Amplifying Free Radical Generation of AIE Photosensitizer with Small Singlet-Triplet Splitting for Hypoxia-Overcoming Photodynamic Therapy.

Type-I photodynamic therapy (PDT) with less oxygen consumption shows great potential for overcoming the vicious hypoxia typically observed in solid tumors. However, the development of type-I PDT is hindered by insufficient radical generation and the ambiguous design strategy of type-I photosensitizers (PSs). Therefore, developing highly efficient type-I PSs and unveiling their structure-function relationship are still urgent and challenging.
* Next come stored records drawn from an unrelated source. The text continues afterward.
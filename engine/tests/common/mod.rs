//! Test doubles shared by the integration tests.

#![allow(dead_code)]

use async_trait::async_trait;
use chrono::{DateTime, Utc};
use std::collections::{HashMap, HashSet};
use std::sync::atomic::{AtomicBool, AtomicU64, Ordering};
use std::sync::Mutex;
use std::time::Duration;
use strata_engine::error::StoreError;
use strata_engine::migrate::{MigrationWindow, TierStore};
use strata_engine::storage::{StoreGateway, Tier};
use strata_engine::tables::TableSpec;

// ── Recording gateway ────────────────────────────────────────────────────────

/// `StoreGateway` that records every statement and can be told to fail or
/// to stall, tracking how many writes per table overlap.
#[derive(Default)]
pub struct RecordingGateway {
    executed: Mutex<Vec<(Tier, String)>>,
    attempts: Mutex<Vec<(Tier, String)>>,
    counts: Mutex<Vec<(Tier, String)>>,
    failing: AtomicBool,
    delay_ms: AtomicU64,
    count_result: AtomicU64,
    in_flight: Mutex<HashMap<String, usize>>,
    max_in_flight: Mutex<HashMap<String, usize>>,
}

impl RecordingGateway {
    pub fn new() -> Self {
        Self::default()
    }

    pub fn set_failing(&self, failing: bool) {
        self.failing.store(failing, Ordering::SeqCst);
    }

    pub fn set_delay(&self, delay: Duration) {
        self.delay_ms.store(delay.as_millis() as u64, Ordering::SeqCst);
    }

    pub fn set_count_result(&self, count: u64) {
        self.count_result.store(count, Ordering::SeqCst);
    }

    /// Statements the store accepted, in order.
    pub fn executed(&self) -> Vec<(Tier, String)> {
        self.executed.lock().unwrap().clone()
    }

    /// Successful hot inserts only.
    pub fn inserts(&self) -> Vec<String> {
        self.executed()
            .into_iter()
            .filter(|(tier, sql)| *tier == Tier::Hot && sql.starts_with("INSERT INTO"))
            .map(|(_, sql)| sql)
            .collect()
    }

    /// Every execute call, failed ones included.
    pub fn attempts(&self) -> Vec<(Tier, String)> {
        self.attempts.lock().unwrap().clone()
    }

    pub fn count_queries(&self) -> Vec<(Tier, String)> {
        self.counts.lock().unwrap().clone()
    }

    /// Highest number of overlapping writes seen for one table.
    pub fn max_concurrent(&self, table: &str) -> usize {
        self.max_in_flight
            .lock()
            .unwrap()
            .get(table)
            .copied()
            .unwrap_or(0)
    }

    fn target(statement: &str) -> String {
        statement
            .strip_prefix("INSERT INTO ")
            .and_then(|rest| rest.split_whitespace().next())
            .unwrap_or("")
            .to_string()
    }
}

#[async_trait]
impl StoreGateway for RecordingGateway {
    async fn execute(&self, tier: Tier, statement: &str) -> Result<(), StoreError> {
        let target = Self::target(statement);
        {
            let mut in_flight = self.in_flight.lock().unwrap();
            let current = in_flight.entry(target.clone()).or_insert(0);
            *current += 1;
            let mut max = self.max_in_flight.lock().unwrap();
            let seen = max.entry(target.clone()).or_insert(0);
            *seen = (*seen).max(*current);
        }
        self.attempts
            .lock()
            .unwrap()
            .push((tier, statement.to_string()));

        let delay = self.delay_ms.load(Ordering::SeqCst);
        if delay > 0 {
            tokio::time::sleep(Duration::from_millis(delay)).await;
        }

        let failing = self.failing.load(Ordering::SeqCst);
        if !failing {
            self.executed
                .lock()
                .unwrap()
                .push((tier, statement.to_string()));
        }
        *self.in_flight.lock().unwrap().entry(target).or_insert(1) -= 1;

        if failing {
            Err(StoreError::query(tier, "injected failure"))
        } else {
            Ok(())
        }
    }

    async fn fetch_count(&self, tier: Tier, statement: &str) -> Result<u64, StoreError> {
        self.counts
            .lock()
            .unwrap()
            .push((tier, statement.to_string()));
        if self.failing.load(Ordering::SeqCst) {
            return Err(StoreError::query(tier, "injected failure"));
        }
        Ok(self.count_result.load(Ordering::SeqCst))
    }

    fn table_ref(&self, tier: Tier, table: &str, from: Tier) -> String {
        if tier == from {
            format!("{}.{}", tier, table)
        } else {
            format!("remote({}.{})", tier, table)
        }
    }
}

// ── In-memory tier store ─────────────────────────────────────────────────────

/// One stored row: routing columns, event time and the table-specific key
/// part (trade id, period, ...).
#[derive(Debug, Clone, PartialEq, Eq)]
pub struct Row {
    pub exchange: String,
    pub market_type: String,
    pub symbol: String,
    pub timestamp: DateTime<Utc>,
    pub key: String,
}

impl Row {
    pub fn new(symbol: &str, timestamp: DateTime<Utc>, key: &str) -> Self {
        Self {
            exchange: "binance".to_string(),
            market_type: "futures".to_string(),
            symbol: symbol.to_string(),
            timestamp,
            key: key.to_string(),
        }
    }

    fn in_window(&self, window: &MigrationWindow) -> bool {
        window.matches(&self.exchange, &self.market_type, &self.symbol, self.timestamp)
    }
}

#[derive(Default)]
struct Tables {
    hot: HashMap<String, Vec<Row>>,
    cold: HashMap<String, Vec<Row>>,
    fail_tables: HashSet<String>,
    fail_copy_missing: HashSet<String>,
    fail_cold_count: HashSet<String>,
    fail_delete_once: HashSet<String>,
    ops: Vec<(String, String)>,
    copied_rows: HashMap<String, u64>,
}

/// `TierStore` over two maps of rows, with per-table failure injection.
#[derive(Default)]
pub struct MemoryTierStore {
    tables: Mutex<Tables>,
}

impl MemoryTierStore {
    pub fn new() -> Self {
        Self::default()
    }

    pub fn insert_hot(&self, table: &str, rows: impl IntoIterator<Item = Row>) {
        let mut tables = self.tables.lock().unwrap();
        tables.hot.entry(table.to_string()).or_default().extend(rows);
    }

    pub fn insert_cold(&self, table: &str, rows: impl IntoIterator<Item = Row>) {
        let mut tables = self.tables.lock().unwrap();
        tables.cold.entry(table.to_string()).or_default().extend(rows);
    }

    pub fn hot_rows(&self, table: &str) -> Vec<Row> {
        let tables = self.tables.lock().unwrap();
        tables.hot.get(table).cloned().unwrap_or_default()
    }

    pub fn cold_rows(&self, table: &str) -> Vec<Row> {
        let tables = self.tables.lock().unwrap();
        tables.cold.get(table).cloned().unwrap_or_default()
    }

    /// Every operation on `table` fails.
    pub fn fail_table(&self, table: &str) {
        self.tables.lock().unwrap().fail_tables.insert(table.to_string());
    }

    /// Only the anti-join copy on `table` fails.
    pub fn fail_copy_missing(&self, table: &str) {
        self.tables
            .lock()
            .unwrap()
            .fail_copy_missing
            .insert(table.to_string());
    }

    /// The next delete on `table` fails; later ones succeed.
    pub fn fail_delete_once(&self, table: &str) {
        self.tables
            .lock()
            .unwrap()
            .fail_delete_once
            .insert(table.to_string());
    }

    /// Cold counts on `table` fail.
    pub fn fail_cold_count(&self, table: &str) {
        self.tables
            .lock()
            .unwrap()
            .fail_cold_count
            .insert(table.to_string());
    }

    /// `(operation, table)` for every mutating call, in order.
    pub fn ops(&self) -> Vec<(String, String)> {
        self.tables.lock().unwrap().ops.clone()
    }

    pub fn ops_on(&self, table: &str) -> Vec<String> {
        self.ops()
            .into_iter()
            .filter(|(_, t)| t == table)
            .map(|(op, _)| op)
            .collect()
    }

    /// Rows physically written to cold for `table`.
    pub fn copied_rows(&self, table: &str) -> u64 {
        self.tables
            .lock()
            .unwrap()
            .copied_rows
            .get(table)
            .copied()
            .unwrap_or(0)
    }

    fn check(tables: &Tables, tier: Tier, table: &str) -> Result<(), StoreError> {
        if tables.fail_tables.contains(table) {
            return Err(StoreError::query(tier, format!("injected failure on {}", table)));
        }
        Ok(())
    }

    fn copy_rows(&self, table: &TableSpec, window: &MigrationWindow, row_cap: u64, missing_only: bool) {
        let mut tables = self.tables.lock().unwrap();
        let existing = tables.cold.get(&table.name).cloned().unwrap_or_default();
        let mut eligible: Vec<Row> = tables
            .hot
            .get(&table.name)
            .map(|rows| rows.iter().filter(|r| r.in_window(window)).cloned().collect())
            .unwrap_or_default();
        eligible.sort_by_key(|r| r.timestamp);
        let copied: Vec<Row> = eligible
            .into_iter()
            .filter(|r| !missing_only || !existing.contains(r))
            .take(row_cap as usize)
            .collect();
        *tables.copied_rows.entry(table.name.clone()).or_insert(0) += copied.len() as u64;
        tables.cold.entry(table.name.clone()).or_default().extend(copied);
    }
}

#[async_trait]
impl TierStore for MemoryTierStore {
    async fn count(
        &self,
        tier: Tier,
        table: &TableSpec,
        window: &MigrationWindow,
    ) -> Result<u64, StoreError> {
        let tables = self.tables.lock().unwrap();
        Self::check(&tables, tier, &table.name)?;
        if tier == Tier::Cold && tables.fail_cold_count.contains(&table.name) {
            return Err(StoreError::query(tier, "injected cold count failure"));
        }
        let rows = match tier {
            Tier::Hot => tables.hot.get(&table.name),
            Tier::Cold => tables.cold.get(&table.name),
        };
        Ok(rows
            .map(|rows| rows.iter().filter(|r| r.in_window(window)).count() as u64)
            .unwrap_or(0))
    }

    async fn count_all(&self, tier: Tier, table: &TableSpec) -> Result<u64, StoreError> {
        let tables = self.tables.lock().unwrap();
        Self::check(&tables, tier, &table.name)?;
        if tier == Tier::Cold && tables.fail_cold_count.contains(&table.name) {
            return Err(StoreError::query(tier, "injected cold count failure"));
        }
        let rows = match tier {
            Tier::Hot => tables.hot.get(&table.name),
            Tier::Cold => tables.cold.get(&table.name),
        };
        Ok(rows.map(|rows| rows.len() as u64).unwrap_or(0))
    }

    async fn copy(
        &self,
        table: &TableSpec,
        window: &MigrationWindow,
        row_cap: u64,
    ) -> Result<(), StoreError> {
        {
            let mut tables = self.tables.lock().unwrap();
            Self::check(&tables, Tier::Cold, &table.name)?;
            tables.ops.push(("copy".to_string(), table.name.clone()));
        }
        self.copy_rows(table, window, row_cap, false);
        Ok(())
    }

    async fn copy_missing(
        &self,
        table: &TableSpec,
        window: &MigrationWindow,
        row_cap: u64,
    ) -> Result<(), StoreError> {
        {
            let mut tables = self.tables.lock().unwrap();
            Self::check(&tables, Tier::Cold, &table.name)?;
            tables.ops.push(("copy_missing".to_string(), table.name.clone()));
            if tables.fail_copy_missing.contains(&table.name) {
                return Err(StoreError::query(Tier::Cold, "anti-join not supported"));
            }
        }
        self.copy_rows(table, window, row_cap, true);
        Ok(())
    }

    async fn delete_migrated(
        &self,
        table: &TableSpec,
        window: &MigrationWindow,
    ) -> Result<(), StoreError> {
        let mut tables = self.tables.lock().unwrap();
        Self::check(&tables, Tier::Hot, &table.name)?;
        if tables.fail_delete_once.remove(&table.name) {
            return Err(StoreError::query(Tier::Hot, "injected delete failure"));
        }
        tables.ops.push(("delete".to_string(), table.name.clone()));
        let cold = tables.cold.get(&table.name).cloned().unwrap_or_default();
        if let Some(hot) = tables.hot.get_mut(&table.name) {
            hot.retain(|r| !(r.in_window(window) && cold.contains(r)));
        }
        Ok(())
    }
}
//! ClickHouse store gateway
//!
//! One HTTP client per tier. Statements arrive fully rendered; this layer
//! only runs them and maps errors to the tier they came from.

use crate::config::{EndpointConfig, StoreConfig};
use crate::error::StoreError;
use crate::sql::quote_str;
use crate::storage::{StoreGateway, Tier};
use async_trait::async_trait;
use clickhouse::Client;
use tracing::info;

pub struct ClickHouseGateway {
    hot: Client,
    cold: Client,
    config: StoreConfig,
}

impl ClickHouseGateway {
    /// Build both clients and check that each server answers.
    pub async fn connect(config: &StoreConfig) -> Result<Self, StoreError> {
        let hot = Self::client(&config.hot, config)
            // Deletes are recounted right after they run.
            .with_option("mutations_sync", "1");
        let cold = Self::client(&config.cold, config);

        let gateway = Self {
            hot,
            cold,
            config: config.clone(),
        };
        for tier in [Tier::Hot, Tier::Cold] {
            gateway.ping(tier).await?;
            let endpoint = gateway.endpoint(tier);
            info!(%tier, url = %endpoint.url(), database = %endpoint.database, "ClickHouse reachable");
        }
        Ok(gateway)
    }

    fn client(endpoint: &EndpointConfig, config: &StoreConfig) -> Client {
        let mut client = Client::default()
            .with_url(endpoint.url())
            .with_database(&endpoint.database)
            .with_user(&endpoint.user)
            .with_option("connect_timeout", config.connect_timeout_secs.to_string())
            .with_option("receive_timeout", config.receive_timeout_secs.to_string());
        if let Some(password) = &endpoint.password {
            client = client.with_password(password);
        }
        client
    }

    fn client_for(&self, tier: Tier) -> &Client {
        match tier {
            Tier::Hot => &self.hot,
            Tier::Cold => &self.cold,
        }
    }

    fn endpoint(&self, tier: Tier) -> &EndpointConfig {
        match tier {
            Tier::Hot => &self.config.hot,
            Tier::Cold => &self.config.cold,
        }
    }

    async fn ping(&self, tier: Tier) -> Result<(), StoreError> {
        self.client_for(tier)
            .query("SELECT 1")
            .fetch_one::<u8>()
            .await
            .map(|_| ())
            .map_err(|e| StoreError::Connect {
                tier,
                message: e.to_string(),
            })
    }
}

#[async_trait]
impl StoreGateway for ClickHouseGateway {
    async fn execute(&self, tier: Tier, statement: &str) -> Result<(), StoreError> {
        self.client_for(tier)
            .query(statement)
            .execute()
            .await
            .map_err(|e| StoreError::query(tier, e))
    }

    async fn fetch_count(&self, tier: Tier, statement: &str) -> Result<u64, StoreError> {
        self.client_for(tier)
            .query(statement)
            .fetch_one::<u64>()
            .await
            .map_err(|e| StoreError::query(tier, e))
    }

    fn table_ref(&self, tier: Tier, table: &str, from: Tier) -> String {
        remote_or_local(self.endpoint(tier), self.endpoint(from), table)
    }
}

/// `db.table` when both sides share a server, else a `remote()` call
/// (`remoteSecure()` when the target only accepts TLS).
fn remote_or_local(target: &EndpointConfig, from: &EndpointConfig, table: &str) -> String {
    if target.same_server(from) {
        return format!("{}.{}", target.database, table);
    }
    let mut args = vec![
        quote_str(&target.address()),
        quote_str(&target.database),
        quote_str(table),
        quote_str(&target.user),
    ];
    if let Some(password) = &target.password {
        args.push(quote_str(password));
    }
    let function = if target.secure { "remoteSecure" } else { "remote" };
    format!("{}({})", function, args.join(", "))
}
Herein, we develop two phenanthro[9,10- d ]imidazole derivatives (AQPO and AQPI) with aggregation-induced emission (AIE) characteristics and boost their reactive oxygen species (ROS) generation efficiency by reducing singlet-triplet splitting (Δ E ST ). Both AQPO and AQPI show ultrasmall Δ E ST values of 0.09 and 0.12 eV, respectively. By incorporating electron-rich anisole, the categories of generated ROS by AIE PSs are changed from type-II (singlet oxygen, 1 O 2 ) to type-I (superoxide anion radical, O 2 •- and hydroxyl radical, •OH). We demonstrate that the assembled AQPO nanoparticles (NPs) achieve a 3.2- and 2.9-fold increase in the O 2 •- and •OH generation efficiencies, respectively, compared to those of AQPI NPs (without anisole) in water, whereas the 1 O 2 generation efficiency of AQPO NPs is lower (0.4-fold) than that of AQPI NPs. The small Δ E ST and anisole group endow AQPO with an excellent capacity for type-I ROS generation. In vitro and in vivo experiments show that AQPO NPs achieve an excellent hypoxia-overcoming PDT effect by efficiently eliminating tumor cells upon white light irradiation with good biosafety.